(Saved entries)

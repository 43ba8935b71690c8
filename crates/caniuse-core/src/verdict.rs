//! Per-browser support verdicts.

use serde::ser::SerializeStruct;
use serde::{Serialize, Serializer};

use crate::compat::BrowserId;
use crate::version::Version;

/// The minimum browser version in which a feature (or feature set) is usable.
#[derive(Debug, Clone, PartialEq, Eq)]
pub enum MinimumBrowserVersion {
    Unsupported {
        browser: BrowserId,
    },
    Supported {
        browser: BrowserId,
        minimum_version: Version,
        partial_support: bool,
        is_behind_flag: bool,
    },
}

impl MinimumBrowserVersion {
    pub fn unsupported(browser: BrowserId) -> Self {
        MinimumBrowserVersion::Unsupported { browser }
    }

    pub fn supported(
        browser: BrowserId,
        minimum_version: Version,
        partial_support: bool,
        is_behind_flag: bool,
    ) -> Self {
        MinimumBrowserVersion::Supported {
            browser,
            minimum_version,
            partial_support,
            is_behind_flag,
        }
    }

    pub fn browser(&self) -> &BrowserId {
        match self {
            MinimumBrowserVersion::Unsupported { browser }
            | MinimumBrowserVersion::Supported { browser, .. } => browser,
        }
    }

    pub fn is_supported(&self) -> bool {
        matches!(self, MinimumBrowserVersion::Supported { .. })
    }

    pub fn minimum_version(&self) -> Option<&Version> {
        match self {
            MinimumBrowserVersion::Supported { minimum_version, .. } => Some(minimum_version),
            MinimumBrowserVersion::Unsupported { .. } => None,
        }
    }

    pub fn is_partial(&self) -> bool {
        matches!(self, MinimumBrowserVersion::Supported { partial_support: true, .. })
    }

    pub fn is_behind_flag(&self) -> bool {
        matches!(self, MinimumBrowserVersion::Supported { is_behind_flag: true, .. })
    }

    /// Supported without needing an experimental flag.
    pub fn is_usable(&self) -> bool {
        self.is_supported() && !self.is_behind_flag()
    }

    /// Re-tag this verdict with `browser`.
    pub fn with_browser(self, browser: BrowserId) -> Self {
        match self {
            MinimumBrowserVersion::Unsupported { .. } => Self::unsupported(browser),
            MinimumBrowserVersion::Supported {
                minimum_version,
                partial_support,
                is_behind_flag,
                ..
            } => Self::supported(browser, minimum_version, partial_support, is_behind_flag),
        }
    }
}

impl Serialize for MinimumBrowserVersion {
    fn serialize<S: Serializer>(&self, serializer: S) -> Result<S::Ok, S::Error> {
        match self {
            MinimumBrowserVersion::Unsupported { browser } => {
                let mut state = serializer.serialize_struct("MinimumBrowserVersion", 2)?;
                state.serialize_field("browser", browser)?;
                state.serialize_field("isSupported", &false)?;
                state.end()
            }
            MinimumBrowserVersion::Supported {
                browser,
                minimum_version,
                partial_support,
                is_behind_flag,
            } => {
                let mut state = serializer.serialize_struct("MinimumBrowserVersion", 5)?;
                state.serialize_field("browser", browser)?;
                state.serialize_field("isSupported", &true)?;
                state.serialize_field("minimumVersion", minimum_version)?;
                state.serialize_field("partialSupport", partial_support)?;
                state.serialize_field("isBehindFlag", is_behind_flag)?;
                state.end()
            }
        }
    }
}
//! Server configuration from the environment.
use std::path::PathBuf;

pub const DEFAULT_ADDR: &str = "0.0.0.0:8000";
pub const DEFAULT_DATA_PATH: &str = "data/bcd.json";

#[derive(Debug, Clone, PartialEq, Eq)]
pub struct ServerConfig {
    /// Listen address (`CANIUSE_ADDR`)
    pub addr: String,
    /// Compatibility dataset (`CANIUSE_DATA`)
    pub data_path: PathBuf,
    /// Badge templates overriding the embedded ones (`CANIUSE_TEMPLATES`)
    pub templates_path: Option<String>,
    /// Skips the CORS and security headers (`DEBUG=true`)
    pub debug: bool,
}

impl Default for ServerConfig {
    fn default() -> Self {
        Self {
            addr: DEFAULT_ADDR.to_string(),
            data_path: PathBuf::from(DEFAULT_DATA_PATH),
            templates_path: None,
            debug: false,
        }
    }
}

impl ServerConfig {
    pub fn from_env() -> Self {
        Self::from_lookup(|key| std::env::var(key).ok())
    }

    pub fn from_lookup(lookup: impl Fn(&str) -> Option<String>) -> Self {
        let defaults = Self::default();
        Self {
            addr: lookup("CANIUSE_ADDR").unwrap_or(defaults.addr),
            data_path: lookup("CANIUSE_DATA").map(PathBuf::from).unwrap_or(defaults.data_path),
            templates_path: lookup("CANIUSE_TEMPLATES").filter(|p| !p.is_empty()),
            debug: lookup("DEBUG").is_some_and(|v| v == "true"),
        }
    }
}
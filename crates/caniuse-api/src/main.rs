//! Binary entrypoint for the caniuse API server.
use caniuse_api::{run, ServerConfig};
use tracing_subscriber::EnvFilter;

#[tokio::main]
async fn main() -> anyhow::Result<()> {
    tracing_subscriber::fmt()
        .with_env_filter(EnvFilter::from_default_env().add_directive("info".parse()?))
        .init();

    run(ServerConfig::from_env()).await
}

_TASK DESCRIPTION:_ Every line in the entries that contains the word "serde" should be counted, and the total stated alone.

_SOLUTION:_ 2